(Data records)
%%

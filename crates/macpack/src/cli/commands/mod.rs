//! CLI commands

mod identities;
mod init;
mod pack;

pub use identities::IdentitiesCommand;
pub use init::InitCommand;
pub use pack::PackCommand;
//! Build targets and architectures

use std::fmt;
use std::str::FromStr;

use serde::{Deserialize, Serialize};

use crate::error::ConfigError;

/// A requested distribution target
#[derive(Debug, Clone, PartialEq, Eq, Hash, Serialize, Deserialize)]
#[serde(try_from = "String", into = "String")]
pub enum BuildTarget {
    /// Platform-conventional formats: a disk image plus a `zip` compatible
    /// with the platform's own update mechanism
    Default,
    /// Disk image (.dmg)
    Dmg,
    /// Mac App Store installer package (.pkg)
    Mas,
    /// Any other archive format, named by its extension (`zip`, `7z`, `tar.gz`, ...)
    Archive(String),
}

impl BuildTarget {
    /// Parse a target name
    pub fn parse(s: &str) -> Result<Self, ConfigError> {
        let name = s.trim().to_lowercase();
        match name.as_str() {
            "" => Err(ConfigError::invalid("targets", "target name cannot be empty")),
            "default" => Ok(Self::Default),
            "dmg" => Ok(Self::Dmg),
            "mas" => Ok(Self::Mas),
            other => {
                let valid = other
                    .chars()
                    .all(|c| c.is_ascii_alphanumeric() || c == '.')
                    && !other.starts_with('.')
                    && !other.ends_with('.');
                if valid {
                    Ok(Self::Archive(other.to_string()))
                } else {
                    Err(ConfigError::invalid(
                        "targets",
                        format!("'{}' is not a valid target or archive format", s),
                    ))
                }
            }
        }
    }

    /// Target name as written in configuration
    pub fn as_str(&self) -> &str {
        match self {
            Self::Default => "default",
            Self::Dmg => "dmg",
            Self::Mas => "mas",
            Self::Archive(format) => format,
        }
    }

    /// Whether this is the Mac App Store target
    pub fn is_mas(&self) -> bool {
        matches!(self, Self::Mas)
    }
}

impl fmt::Display for BuildTarget {
    fn fmt(&self, f: &mut fmt::Formatter<'_>) -> fmt::Result {
        f.write_str(self.as_str())
    }
}

impl FromStr for BuildTarget {
    type Err = ConfigError;

    fn from_str(s: &str) -> Result<Self, Self::Err> {
        Self::parse(s)
    }
}

impl TryFrom<String> for BuildTarget {
    type Error = ConfigError;

    fn try_from(value: String) -> Result<Self, Self::Error> {
        Self::parse(&value)
    }
}

impl From<BuildTarget> for String {
    fn from(target: BuildTarget) -> Self {
        target.as_str().to_string()
    }
}

/// Ordered set of unique build targets.
///
/// Requesting nothing is the same as requesting `default`.
#[derive(Debug, Clone, PartialEq, Eq, Serialize, Deserialize)]
#[serde(from = "Vec<BuildTarget>", into = "Vec<BuildTarget>")]
pub struct TargetSet {
    targets: Vec<BuildTarget>,
}

impl TargetSet {
    /// Create a target set, dropping duplicates but keeping first-seen order
    pub fn new(targets: impl IntoIterator<Item = BuildTarget>) -> Self {
        let mut unique: Vec<BuildTarget> = Vec::new();
        for target in targets {
            if !unique.contains(&target) {
                unique.push(target);
            }
        }
        if unique.is_empty() {
            unique.push(BuildTarget::Default);
        }
        Self { targets: unique }
    }

    /// Parse a list of target names
    pub fn parse<S: AsRef<str>>(names: &[S]) -> Result<Self, ConfigError> {
        let targets = names
            .iter()
            .map(|n| BuildTarget::parse(n.as_ref()))
            .collect::<Result<Vec<_>, _>>()?;
        Ok(Self::new(targets))
    }

    pub fn iter(&self) -> impl Iterator<Item = &BuildTarget> {
        self.targets.iter()
    }

    pub fn as_slice(&self) -> &[BuildTarget] {
        &self.targets
    }

    pub fn len(&self) -> usize {
        self.targets.len()
    }

    pub fn is_empty(&self) -> bool {
        self.targets.is_empty()
    }

    pub fn contains(&self, target: &BuildTarget) -> bool {
        self.targets.contains(target)
    }

    /// Whether the Mac App Store variant is requested
    pub fn has_mas(&self) -> bool {
        self.targets.iter().any(BuildTarget::is_mas)
    }

    /// Whether any direct-distribution target is requested
    pub fn has_non_mas(&self) -> bool {
        self.targets.iter().any(|t| !t.is_mas())
    }
}

impl Default for TargetSet {
    fn default() -> Self {
        Self::new([])
    }
}

impl From<Vec<BuildTarget>> for TargetSet {
    fn from(targets: Vec<BuildTarget>) -> Self {
        Self::new(targets)
    }
}

impl From<TargetSet> for Vec<BuildTarget> {
    fn from(set: TargetSet) -> Self {
        set.targets
    }
}

/// CPU architecture of the packaged app
#[derive(Debug, Clone, Copy, PartialEq, Eq, Hash, Default, Serialize, Deserialize)]
#[serde(rename_all = "lowercase")]
pub enum Arch {
    #[default]
    X64,
    Ia32,
    Arm64,
    Universal,
}

impl Arch {
    pub fn as_str(&self) -> &'static str {
        match self {
            Self::X64 => "x64",
            Self::Ia32 => "ia32",
            Self::Arm64 => "arm64",
            Self::Universal => "universal",
        }
    }

    pub fn parse(s: &str) -> Option<Self> {
        match s.to_lowercase().as_str() {
            "x64" | "x86_64" | "amd64" => Some(Self::X64),
            "ia32" | "x86" | "i386" => Some(Self::Ia32),
            "arm64" | "aarch64" => Some(Self::Arm64),
            "universal" => Some(Self::Universal),
            _ => None,
        }
    }

    /// Architecture of the running host
    pub fn host() -> Self {
        Self::parse(std::env::consts::ARCH).unwrap_or_default()
    }

    /// Suffix appended to per-arch output directories (`x64` has none)
    pub fn dir_suffix(&self) -> String {
        match self {
            Self::X64 => String::new(),
            other => format!("-{}", other.as_str()),
        }
    }
}

impl fmt::Display for Arch {
    fn fmt(&self, f: &mut fmt::Formatter<'_>) -> fmt::Result {
        f.write_str(self.as_str())
    }
}
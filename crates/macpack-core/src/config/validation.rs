//! Configuration validation

use tracing::debug;

use crate::error::{ConfigError, Result};

use super::defaults::DMG_FORMATS;
use super::types::{Config, MacOptions};

/// Validate configuration
pub fn validate_config(config: &Config) -> Result<()> {
    debug!("validating configuration");
    validate_product(config)?;
    validate_mac_options("mac", &config.mac)?;
    validate_mac_options("mas", &config.mas)?;
    debug!("configuration validation passed");
    Ok(())
}

fn validate_product(config: &Config) -> Result<()> {
    if config.product_name.trim().is_empty() {
        return Err(ConfigError::MissingField("product_name".to_string()));
    }

    if config.product_name.contains('/') {
        return Err(ConfigError::invalid(
            "product_name",
            "must not contain a path separator",
        ));
    }

    if config.version.is_empty() {
        return Err(ConfigError::MissingField("version".to_string()));
    }

    semver::Version::parse(&config.version).map_err(|e| {
        ConfigError::invalid("version", format!("'{}' is not valid semver: {}", config.version, e))
    })?;

    Ok(())
}

fn validate_mac_options(section: &str, options: &MacOptions) -> Result<()> {
    if let Some(size) = options.dmg.icon_size {
        if size == 0 {
            return Err(ConfigError::invalid(
                format!("{}.dmg.icon_size", section),
                "must be greater than zero",
            ));
        }
    }

    if let Some(format) = &options.dmg.format {
        if !DMG_FORMATS.contains(&format.as_str()) {
            return Err(ConfigError::invalid(
                format!("{}.dmg.format", section),
                format!("must be one of: {}", DMG_FORMATS.join(", ")),
            ));
        }
    }

    Ok(())
}
//! In-memory fakes for the packaging seams

use std::path::{Path, PathBuf};
use std::sync::Mutex;

use async_trait::async_trait;

use crate::dmg::DmgSpecification;
use crate::error::{PackError, Result};
use crate::traits::{AppBuilder, ArchiveRequest, Archiver, BuildRequest, ImageWriter};

fn push<T>(list: &Mutex<Vec<T>>, item: T) {
    list.lock()
        .unwrap_or_else(|poisoned| poisoned.into_inner())
        .push(item);
}

fn snapshot<T: Clone>(list: &Mutex<Vec<T>>) -> Vec<T> {
    list.lock()
        .unwrap_or_else(|poisoned| poisoned.into_inner())
        .clone()
}

/// [`AppBuilder`] that records requests without touching the filesystem
#[derive(Debug, Default)]
pub struct FakeAppBuilder {
    requests: Mutex<Vec<BuildRequest>>,
}

impl FakeAppBuilder {
    pub fn requests(&self) -> Vec<BuildRequest> {
        snapshot(&self.requests)
    }
}

#[async_trait]
impl AppBuilder for FakeAppBuilder {
    async fn build(&self, request: &BuildRequest) -> Result<()> {
        push(&self.requests, request.clone());
        Ok(())
    }
}

/// [`ImageWriter`] that records target paths
#[derive(Debug, Default)]
pub struct FakeImageWriter {
    written: Mutex<Vec<PathBuf>>,
    fail: bool,
}

impl FakeImageWriter {
    pub fn failing() -> Self {
        Self {
            fail: true,
            ..Default::default()
        }
    }

    pub fn written(&self) -> Vec<PathBuf> {
        snapshot(&self.written)
    }
}

#[async_trait]
impl ImageWriter for FakeImageWriter {
    async fn write(&self, _spec: &DmgSpecification, target: &Path) -> Result<()> {
        if self.fail {
            return Err(PackError::ToolFailed {
                tool: "hdiutil".to_string(),
                reason: "resource busy".to_string(),
            });
        }
        push(&self.written, target.to_path_buf());
        Ok(())
    }
}

/// [`Archiver`] that records requests
#[derive(Debug, Default)]
pub struct FakeArchiver {
    requests: Mutex<Vec<ArchiveRequest>>,
}

impl FakeArchiver {
    pub fn requests(&self) -> Vec<ArchiveRequest> {
        snapshot(&self.requests)
    }
}

#[async_trait]
impl Archiver for FakeArchiver {
    async fn archive(&self, request: &ArchiveRequest) -> Result<()> {
        push(&self.requests, request.clone());
        Ok(())
    }
}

%%

▶ _Assigned task_
Please transcribe the records exactly from their first line through the line holding "a target name", and leave out all others.

▶ _Problem solution_
filename crates/macpack/src/cli/commands/mod.rs
//! CLI commands

mod identities;
mod init;
mod pack;

pub use identities::IdentitiesCommand;
pub use init::InitCommand;
pub use pack::PackCommand;
//! Build targets and architectures

use std::fmt;
use std::str::FromStr;

use serde::{Deserialize, Serialize};

use crate::error::ConfigError;

/// A requested distribution target
#[derive(Debug, Clone, PartialEq, Eq, Hash, Serialize, Deserialize)]
#[serde(try_from = "String", into = "String")]
pub enum BuildTarget {
    /// Platform-conventional formats: a disk image plus a `zip` compatible
    /// with the platform's own update mechanism
    Default,
    /// Disk image (.dmg)
    Dmg,
    /// Mac App Store installer package (.pkg)
    Mas,
    /// Any other archive format, named by its extension (`zip`, `7z`, `tar.gz`, ...)
    Archive(String),
}

impl BuildTarget {
    /// Parse a target name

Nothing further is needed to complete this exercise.